▶ [Task brief]: Using the data beneath, show every line that includes the word "WatchlistService".

▶ [Records from a collection]:

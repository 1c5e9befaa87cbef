//! Services Layer
//!
//! Business logic of a screening run. Services are stateless; they take the
//! shared [`AppState`](crate::state::AppState) or plain tables and return new
//! tables.
//!
//! # Architecture
//!
//! ```text
//! Watchlist ──> AppState ──> HistoryService ──> IndicatorService
//!                                 │                   │
//!                          MarketDataSource           v
//!                                              RankingService ──> ReportService
//! ```
//!
//! # Services
//!
//! - `WatchlistService` - Load and validate the watchlist
//! - `HistoryService` - Fetch daily bars with a widening window
//! - `IndicatorService` - Per-day indicator and signal flags
//! - `RankingService` - Trailing-window index1/index2
//! - `StrategyService` - Full calculation for one run
//! - `ReportService` - Spreadsheet report

pub mod watchlist_service;
pub mod history_service;
pub mod indicator_service;
pub mod ranking_service;
pub mod strategy_service;
pub mod report_service;

// Re-export commonly used types and services
pub use watchlist_service::{Watchlist, WatchlistService};
pub use history_service::HistoryService;
pub use indicator_service::{signal_flag, IndicatorService};
pub use ranking_service::RankingService;
pub use strategy_service::{RunParams, StrategyService};
pub use report_service::{sanitize_sheet_name, ReportService};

▶ [Finished exercise]:
//! - `WatchlistService` - Load and validate the watchlist
pub use watchlist_service::{Watchlist, WatchlistService};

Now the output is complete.